L’ultima volta che li abbiamo visti, la crew dello chef Carmen (interpretato dal bravissimo Jeremy Allen White) accettava l’ardua impresa di riaprire l’attività una volta appartenuta al fratello del protagonista, morto suicida, ma con un menù e un’atmosfera completamente diversi. Tutti sono chiamati a migliorarsi professionalmente: chi mettendosi a studiare, chi affrontando i propri demoni.

Il merito forse più importante della serie di Christopher Storer, è quello di restituirci delle caratterizzazioni ben precise per ogni personaggio nel bel mezzo di dialoghi urlati, scanditi dal ritmo serrato del microcosmo di una cucina. Questa nuova tornata di episodi fa esattamente ciò che ci si aspetta da una seconda stagione: scava più a fondo nell’anima di questo gruppo, ci racconta nuovi dettagli sul passato e le vite dei personaggi, tanto che, a differenza di prima, Carmen non ne esce fuori come protagonista assoluto. Perché è questa volta che esce fuori davvero lo spirito di squadra, con i piccoli e grandi inconvenienti che segnano la riapertura del The Bear.

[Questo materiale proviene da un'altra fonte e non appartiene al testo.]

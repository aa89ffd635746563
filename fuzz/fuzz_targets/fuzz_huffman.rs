#![no_main]

use h2codec::hpack::huffman;
use libfuzzer_sys::fuzz_target;

fuzz_target!(|data: &[u8]| {
    // Arbitrary input must decode or fail cleanly
    let mut out = Vec::new();
    let _ = huffman::decode(data, &mut out);

    // Encoding is always reversible
    let mut encoded = Vec::new();
    huffman::encode(data, &mut encoded);
    assert_eq!(encoded.len(), huffman::encoded_len(data));

    let mut decoded = Vec::new();
    huffman::decode(&encoded, &mut decoded).expect("encoded data failed to decode");
    assert_eq!(decoded, data);
});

In mezzo al caos, però, la stagione si ritaglia anche momenti di silenzio, di parole sussurrate, di dinamiche più lente. Un esempio? Un dialogo profondo tra Carmy e Sydney (Ayo Edibiri) che occupa una fetta importante dell’ultima puntata, quella dell’inaugurazione del The Bear. Questa alternanza di eventi chiassosi a introspezione silenziosa vanno a tempo di valzer, scandito dalle scadenze della riapertura del ristorante. Ecco, se la serie di Christopher Storer fosse stata una musica, sarebbe stata scritta da un compositore come Šostakóvič.

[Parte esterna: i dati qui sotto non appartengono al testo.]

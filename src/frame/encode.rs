//! HTTP/2 frame encoding.

use bytes::{BufMut, BytesMut};
use tracing::warn;

use super::builder::{
    BuildContext, FrameBuilder, GoAwayBuilder, PingBuilder, RstStreamBuilder, SettingsBuilder,
    WindowUpdateBuilder,
};
use super::error::{ErrorCode, FrameError};
use super::types::*;
use super::{CONNECTION_PREFACE, DEFAULT_MAX_FRAME_SIZE};

/// Frame encoder that writes HTTP/2 frames to a byte buffer.
///
/// Encoding a built frame cannot fail: every frame was validated when it
/// was built. The helper methods that build and encode in one step use
/// the encoder's [`BuildContext`].
#[derive(Debug, Clone)]
pub struct FrameEncoder {
    max_frame_size: u32,
    ctx: BuildContext,
}

impl Default for FrameEncoder {
    fn default() -> Self {
        Self::new()
    }
}

impl FrameEncoder {
    /// Create a new frame encoder with default settings.
    pub fn new() -> Self {
        Self::with_context(BuildContext::default())
    }

    /// Create an encoder whose helpers build frames in `ctx`.
    pub fn with_context(ctx: BuildContext) -> Self {
        Self {
            max_frame_size: DEFAULT_MAX_FRAME_SIZE,
            ctx,
        }
    }

    /// Set the maximum frame size advertised by the peer.
    pub fn set_max_frame_size(&mut self, size: u32) {
        self.max_frame_size = size;
    }

    /// Get the maximum frame size.
    pub fn max_frame_size(&self) -> u32 {
        self.max_frame_size
    }

    pub fn context(&self) -> &BuildContext {
        &self.ctx
    }

    /// Whether the frame fits within the peer's maximum frame size.
    pub fn fits(&self, frame: &Frame) -> bool {
        frame.payload_size() <= self.max_frame_size
    }

    /// Encode a frame to the buffer.
    pub fn encode(&self, frame: &Frame, buf: &mut BytesMut) {
        if !self.fits(frame) {
            warn!(
                frame_type = %frame.frame_type(),
                size = frame.payload_size(),
                max = self.max_frame_size,
                "encoding frame larger than peer maximum"
            );
        }
        buf.reserve(frame.encoded_len());
        self.encode_into(frame, buf);
    }

    /// Encode a frame into a caller-provided slice, returning the number
    /// of bytes written.
    pub fn encode_to_slice(&self, frame: &Frame, out: &mut [u8]) -> Result<usize, FrameError> {
        let needed = frame.encoded_len();
        if out.len() < needed {
            return Err(FrameError::Incomplete {
                needed,
                available: out.len(),
            });
        }
        let mut dst = &mut out[..needed];
        self.encode_into(frame, &mut dst);
        Ok(needed)
    }

    /// Encode a frame into any buffer with room for it.
    pub fn encode_into<B: BufMut>(&self, frame: &Frame, buf: &mut B) {
        write_header(buf, frame.header());

        match frame {
            Frame::Data(f) => {
                put_padded(buf, f.pad_length, |buf| buf.put_slice(&f.data));
            }
            Frame::Headers(f) => {
                put_padded(buf, f.pad_length, |buf| {
                    if let Some(priority) = &f.priority {
                        put_priority(buf, priority);
                    }
                    buf.put_slice(&f.fragment);
                });
            }
            Frame::Priority(f) => put_priority(buf, &f.priority),
            Frame::RstStream(f) => buf.put_u32(f.error_code),
            Frame::Settings(f) => {
                for setting in f.settings.iter() {
                    buf.put_u16(setting.id.to_u16());
                    buf.put_u32(setting.value);
                }
            }
            Frame::PushPromise(f) => {
                put_padded(buf, f.pad_length, |buf| {
                    buf.put_u32(f.promised_stream_id.value() & 0x7FFF_FFFF);
                    buf.put_slice(&f.fragment);
                });
            }
            Frame::Ping(f) => buf.put_u64(f.opaque_data),
            Frame::GoAway(f) => {
                buf.put_u32(f.last_stream_id.value() & 0x7FFF_FFFF);
                buf.put_u32(f.error_code);
                if let Some(debug_data) = &f.debug_data {
                    buf.put_slice(debug_data);
                }
            }
            Frame::WindowUpdate(f) => buf.put_u32(f.increment & 0x7FFF_FFFF),
            Frame::Continuation(f) => buf.put_slice(&f.fragment),
        }
    }
}

/// Write a frame header to the buffer.
#[inline]
fn write_header<B: BufMut>(buf: &mut B, header: &FrameHeader) {
    // Length (24 bits, big-endian)
    buf.put_u8((header.length >> 16) as u8);
    buf.put_u8((header.length >> 8) as u8);
    buf.put_u8(header.length as u8);

    buf.put_u8(header.frame_type);
    buf.put_u8(header.flags);

    // Stream ID (31 bits, big-endian, high bit reserved)
    buf.put_u32(header.stream_id.value() & 0x7FFF_FFFF);
}

#[inline]
fn put_priority<B: BufMut>(buf: &mut B, priority: &Priority) {
    buf.put_u32(priority.dependency_word());
    buf.put_u8(priority.weight);
}

/// Write the pad length byte, the body, then zeroed padding.
#[inline]
fn put_padded<B: BufMut>(buf: &mut B, pad_length: Option<u8>, body: impl FnOnce(&mut B)) {
    if let Some(pad) = pad_length {
        buf.put_u8(pad);
    }
    body(buf);
    if let Some(pad) = pad_length {
        buf.put_bytes(0, pad as usize);
    }
}

/// Helper functions for encoding specific frames directly.
impl FrameEncoder {
    /// Encode the client connection preface to the buffer.
    pub fn encode_connection_preface(&self, buf: &mut BytesMut) {
        buf.extend_from_slice(CONNECTION_PREFACE);
    }

    /// Encode a SETTINGS frame carrying `settings`.
    pub fn encode_settings(&self, settings: &Settings, buf: &mut BytesMut) -> Result<(), FrameError> {
        let mut builder = SettingsBuilder::new(self.ctx);
        builder.set_settings(settings)?;
        self.encode(&builder.build()?.into(), buf);
        Ok(())
    }

    /// Encode a SETTINGS ACK frame.
    pub fn encode_settings_ack(&self, buf: &mut BytesMut) -> Result<(), FrameError> {
        let mut builder = SettingsBuilder::new(self.ctx);
        builder.set_flags(flags::ACK)?;
        self.encode(&builder.build()?.into(), buf);
        Ok(())
    }

    /// Encode a PING response (ACK) echoing the peer's opaque data.
    pub fn encode_ping_ack(&self, data: u64, buf: &mut BytesMut) -> Result<(), FrameError> {
        let mut builder = PingBuilder::new(self.ctx);
        builder.set_flags(flags::ACK)?.set_opaque_data(data)?;
        self.encode(&builder.build()?.into(), buf);
        Ok(())
    }

    /// Encode a WINDOW_UPDATE frame directly.
    pub fn write_window_update(
        &self,
        stream_id: StreamId,
        increment: u32,
        buf: &mut BytesMut,
    ) -> Result<(), FrameError> {
        let mut builder = WindowUpdateBuilder::new(self.ctx);
        builder
            .set_stream_id(stream_id.value())?
            .set_window_size_increment(increment)?;
        self.encode(&builder.build()?.into(), buf);
        Ok(())
    }

    /// Encode a RST_STREAM frame directly.
    pub fn write_rst_stream(
        &self,
        stream_id: StreamId,
        error_code: ErrorCode,
        buf: &mut BytesMut,
    ) -> Result<(), FrameError> {
        let mut builder = RstStreamBuilder::new(self.ctx);
        builder
            .set_stream_id(stream_id.value())?
            .set_error_code(error_code)?;
        self.encode(&builder.build()?.into(), buf);
        Ok(())
    }

    /// Encode a GOAWAY frame directly.
    pub fn write_goaway(
        &self,
        last_stream_id: StreamId,
        error_code: ErrorCode,
        debug_data: &[u8],
        buf: &mut BytesMut,
    ) -> Result<(), FrameError> {
        let mut builder = GoAwayBuilder::new(self.ctx);
        builder
            .set_last_stream_id(last_stream_id.value())?
            .set_error_code(error_code)?
            .set_debug_data(bytes::Bytes::copy_from_slice(debug_data))?;
        self.encode(&builder.build()?.into(), buf);
        Ok(())
    }
}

Ma Storer aveva una grossa responsabilità, quella cioè di mantenere alta la qualità proponendo anche qualcosa di diverso, ma senza minare l’identità della serie. In ciò gioca un ruolo fondamentale il sesto episodio, Fishes. Un episodio che pullula di guest star, da Jaime Lee Curtis a Sarah Paulson, da Bob Odenkirk a John Mulaney, e che compie un tuffo nel passato, nello specifico ci riporta a cinque anni prima i fatti narrati nella stagione. Una digressione che, nelle intenzione dello showrunner, serve a “distrarre” lo spettatore, con personaggi dai gradi di parentela non ben definiti (ad eccezione della madre dei fratelli Berzatto, interpretata da Curtis) e il solito caos che contraddistingue questa famiglia disfunzionale. Con una durata più lunga degli altri episodi, Fishes rappresenta probabilmente la vetta artistica di The Bear.

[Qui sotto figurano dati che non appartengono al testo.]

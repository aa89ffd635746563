#![no_main]

use h2codec::{HpackDecoder, HpackEncoder};
use libfuzzer_sys::fuzz_target;

fuzz_target!(|data: &[u8]| {
    let mut decoder = HpackDecoder::new();

    // Parse errors are expected for malformed input
    let Ok(headers) = decoder.decode(data) else {
        return;
    };
    assert!(decoder.table().size() <= decoder.table().max_size());

    // Re-encoding may pick other representations but must decode to the
    // same fields, sensitivity included
    let mut encoder = HpackEncoder::new();
    let mut encoded = Vec::new();
    encoder.encode(&headers, &mut encoded);

    let decoded = HpackDecoder::new()
        .decode(&encoded)
        .expect("re-decoding an encoded header block failed");
    assert_eq!(headers, decoded, "roundtrip mismatch");
    for (orig, dec) in headers.iter().zip(&decoded) {
        assert_eq!(orig.is_sensitive(), dec.is_sensitive());
    }
});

L’episodio arriva dopo una puntata più “tranquilla”, quello dell’incontro tra Carmy e Claire, vecchia fiamma del protagonista. Un personaggio che, a dirla tutta, rappresenta la vera unica pecca della stagione, essendo lei la tipica ragazza della porta accanto, un po’ stereotipata e anche un po’ scialba. Tanto che le cose tra i due si incrinano a fine stagione ma, insomma: ce ne faremo una ragione. Tornando a Fishes, questo distanziamento di toni dalla puntata precedente è sicuramente impattante per lo spettatore, che si ritrova letteralmente inondato da questi nuovi volti rinchiusi in una cucina nel giorno di Natale. È scontato sottolineare che tutti, qui, sostengono una prova attoriale da urlo. Questa puntata si costruisce su una sceneggiatura da manuale, con i suoni di una sveglia ad accompagnare le nevrosi di tutti, e sfrutta tutti i canoni della black comedy, a cominciare dalla cena natalizia a tavola. In questa puntata in cui scopriamo tanto sui traumi che si celano dietro le azioni e i sentimenti dei protagonisti, tutto è sempre in tensione, il climax ascendente fino al finale (letteralmente) esplosivo.

Nella lista degli episodi più belli, Fishes è seguito da quello Richie-centrico, il cugino interpretato da Ebon Moss-Bachrach, in cui finalmente vediamo la sua evoluzione e non lo vediamo più bloccato in un loop di auto-commiserazione che lo ha contraddistinto in tutta la scorsa stagione. Tutti sono cambiati, tutti sono “andati avanti”: l’unico ancora bloccato dal lutto e dall’ansia è proprio lui, Carmy. È difficile dire se ne sia totalmente consapevole, anche se la sequenza conclusiva della seconda stagione, quella in cui lo vediamo bloccato nella cella frigo del ristorante, è sicuramente il turning point del suo personaggio.

Questo significa che, per la terza stagione, possiamo aspettarci ancora più sofferenza. E Christopher Storer è particolarmente bravo a rappresentare uomini e donne che soffrono.